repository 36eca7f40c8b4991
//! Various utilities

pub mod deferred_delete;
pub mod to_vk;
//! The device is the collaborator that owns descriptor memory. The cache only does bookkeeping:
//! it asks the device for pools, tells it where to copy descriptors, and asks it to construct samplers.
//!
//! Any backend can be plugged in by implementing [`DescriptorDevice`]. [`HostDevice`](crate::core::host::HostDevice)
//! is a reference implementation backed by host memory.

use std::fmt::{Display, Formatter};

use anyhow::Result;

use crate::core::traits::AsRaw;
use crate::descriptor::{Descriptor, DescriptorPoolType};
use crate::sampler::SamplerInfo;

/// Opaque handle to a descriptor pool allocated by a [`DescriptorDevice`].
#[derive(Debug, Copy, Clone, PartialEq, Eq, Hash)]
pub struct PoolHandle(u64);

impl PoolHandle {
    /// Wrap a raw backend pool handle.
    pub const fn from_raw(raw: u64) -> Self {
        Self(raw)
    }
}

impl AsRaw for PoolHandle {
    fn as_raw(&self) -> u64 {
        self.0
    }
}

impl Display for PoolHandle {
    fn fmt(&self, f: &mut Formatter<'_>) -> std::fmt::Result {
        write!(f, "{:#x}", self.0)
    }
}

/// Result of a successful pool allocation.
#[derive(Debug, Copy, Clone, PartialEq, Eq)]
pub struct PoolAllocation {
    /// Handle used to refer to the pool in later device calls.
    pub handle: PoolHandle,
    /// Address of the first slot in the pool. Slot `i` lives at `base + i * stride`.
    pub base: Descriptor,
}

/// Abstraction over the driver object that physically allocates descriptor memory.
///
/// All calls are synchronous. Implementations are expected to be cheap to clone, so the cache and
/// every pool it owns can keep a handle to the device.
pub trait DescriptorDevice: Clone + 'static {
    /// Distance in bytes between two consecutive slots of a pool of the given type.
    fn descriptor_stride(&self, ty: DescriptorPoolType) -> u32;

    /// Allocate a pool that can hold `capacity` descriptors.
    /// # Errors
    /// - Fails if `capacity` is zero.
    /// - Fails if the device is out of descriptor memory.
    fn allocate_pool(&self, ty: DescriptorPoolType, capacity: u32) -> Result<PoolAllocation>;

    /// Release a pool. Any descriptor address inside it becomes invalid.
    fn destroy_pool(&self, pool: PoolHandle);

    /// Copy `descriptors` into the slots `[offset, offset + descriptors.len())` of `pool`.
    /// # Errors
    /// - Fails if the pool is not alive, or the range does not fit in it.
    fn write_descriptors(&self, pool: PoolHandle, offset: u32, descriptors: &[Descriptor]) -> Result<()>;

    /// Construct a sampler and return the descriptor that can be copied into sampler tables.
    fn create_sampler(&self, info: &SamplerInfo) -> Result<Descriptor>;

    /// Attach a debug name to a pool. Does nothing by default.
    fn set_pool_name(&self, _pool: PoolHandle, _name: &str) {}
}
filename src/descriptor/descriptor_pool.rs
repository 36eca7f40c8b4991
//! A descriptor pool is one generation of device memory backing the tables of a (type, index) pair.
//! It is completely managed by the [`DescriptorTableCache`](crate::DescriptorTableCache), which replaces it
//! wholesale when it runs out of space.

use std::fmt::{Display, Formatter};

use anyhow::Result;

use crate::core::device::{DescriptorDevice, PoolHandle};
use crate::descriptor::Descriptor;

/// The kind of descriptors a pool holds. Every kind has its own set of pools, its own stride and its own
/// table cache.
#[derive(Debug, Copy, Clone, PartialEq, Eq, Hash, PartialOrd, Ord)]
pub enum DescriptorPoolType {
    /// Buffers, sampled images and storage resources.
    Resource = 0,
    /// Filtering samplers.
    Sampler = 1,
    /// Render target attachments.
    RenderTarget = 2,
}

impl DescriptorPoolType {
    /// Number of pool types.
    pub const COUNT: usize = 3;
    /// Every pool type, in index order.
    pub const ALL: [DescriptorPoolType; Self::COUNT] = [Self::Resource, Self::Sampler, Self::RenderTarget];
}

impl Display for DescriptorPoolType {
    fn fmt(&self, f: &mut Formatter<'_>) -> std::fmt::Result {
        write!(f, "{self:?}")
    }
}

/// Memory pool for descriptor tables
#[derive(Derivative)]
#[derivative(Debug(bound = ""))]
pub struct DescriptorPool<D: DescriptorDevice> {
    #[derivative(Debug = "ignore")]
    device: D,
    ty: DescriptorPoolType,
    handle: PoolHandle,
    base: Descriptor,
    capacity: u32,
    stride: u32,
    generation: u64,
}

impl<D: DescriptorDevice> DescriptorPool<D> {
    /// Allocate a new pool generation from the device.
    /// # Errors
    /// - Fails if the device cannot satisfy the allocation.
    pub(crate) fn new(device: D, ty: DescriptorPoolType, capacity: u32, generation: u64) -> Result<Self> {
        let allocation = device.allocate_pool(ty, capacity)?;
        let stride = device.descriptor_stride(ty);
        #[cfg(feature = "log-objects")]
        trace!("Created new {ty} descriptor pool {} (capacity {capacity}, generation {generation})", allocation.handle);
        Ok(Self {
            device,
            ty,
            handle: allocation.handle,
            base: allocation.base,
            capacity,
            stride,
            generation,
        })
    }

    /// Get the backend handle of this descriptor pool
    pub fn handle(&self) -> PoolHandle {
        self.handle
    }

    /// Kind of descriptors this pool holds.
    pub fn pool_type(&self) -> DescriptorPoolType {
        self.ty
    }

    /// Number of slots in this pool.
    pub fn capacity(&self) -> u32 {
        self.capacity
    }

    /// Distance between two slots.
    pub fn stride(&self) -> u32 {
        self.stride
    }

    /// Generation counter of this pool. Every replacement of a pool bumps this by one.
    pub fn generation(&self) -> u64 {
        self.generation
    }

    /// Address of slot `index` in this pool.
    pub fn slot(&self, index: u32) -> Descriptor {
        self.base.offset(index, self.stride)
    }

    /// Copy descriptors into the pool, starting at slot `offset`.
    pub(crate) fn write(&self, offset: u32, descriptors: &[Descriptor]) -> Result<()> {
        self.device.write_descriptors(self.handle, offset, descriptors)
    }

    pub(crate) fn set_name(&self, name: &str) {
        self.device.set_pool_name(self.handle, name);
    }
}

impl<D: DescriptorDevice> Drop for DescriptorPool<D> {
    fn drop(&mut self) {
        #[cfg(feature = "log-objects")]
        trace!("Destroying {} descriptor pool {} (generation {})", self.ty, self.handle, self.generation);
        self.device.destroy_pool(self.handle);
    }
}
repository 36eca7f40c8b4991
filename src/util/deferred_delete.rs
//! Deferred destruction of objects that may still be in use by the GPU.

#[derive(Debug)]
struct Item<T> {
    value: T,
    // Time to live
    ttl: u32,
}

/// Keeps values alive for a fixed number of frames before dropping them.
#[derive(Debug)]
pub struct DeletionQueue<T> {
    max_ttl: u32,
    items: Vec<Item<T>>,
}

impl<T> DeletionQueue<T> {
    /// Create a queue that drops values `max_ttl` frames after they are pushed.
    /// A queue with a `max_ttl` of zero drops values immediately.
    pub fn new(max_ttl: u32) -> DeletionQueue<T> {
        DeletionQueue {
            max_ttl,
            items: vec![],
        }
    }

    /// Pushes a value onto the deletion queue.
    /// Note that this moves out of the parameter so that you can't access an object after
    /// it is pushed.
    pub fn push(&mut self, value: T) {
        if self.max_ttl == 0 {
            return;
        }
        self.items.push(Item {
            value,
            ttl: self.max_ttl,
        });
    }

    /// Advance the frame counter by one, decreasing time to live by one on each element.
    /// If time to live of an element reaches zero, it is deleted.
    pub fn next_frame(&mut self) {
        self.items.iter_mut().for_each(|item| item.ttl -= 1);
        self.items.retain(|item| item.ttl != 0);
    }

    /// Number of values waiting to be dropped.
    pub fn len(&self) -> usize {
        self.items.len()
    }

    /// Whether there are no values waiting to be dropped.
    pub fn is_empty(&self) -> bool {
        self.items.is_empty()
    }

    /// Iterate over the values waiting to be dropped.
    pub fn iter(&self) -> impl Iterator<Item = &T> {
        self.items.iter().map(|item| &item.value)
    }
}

● Exercise description
Copy out each line of the data that has the word "owns" in it.

● Your response
//! The device is the collaborator that owns descriptor memory. The cache only does bookkeeping:
/// every pool it owns can keep a handle to the device.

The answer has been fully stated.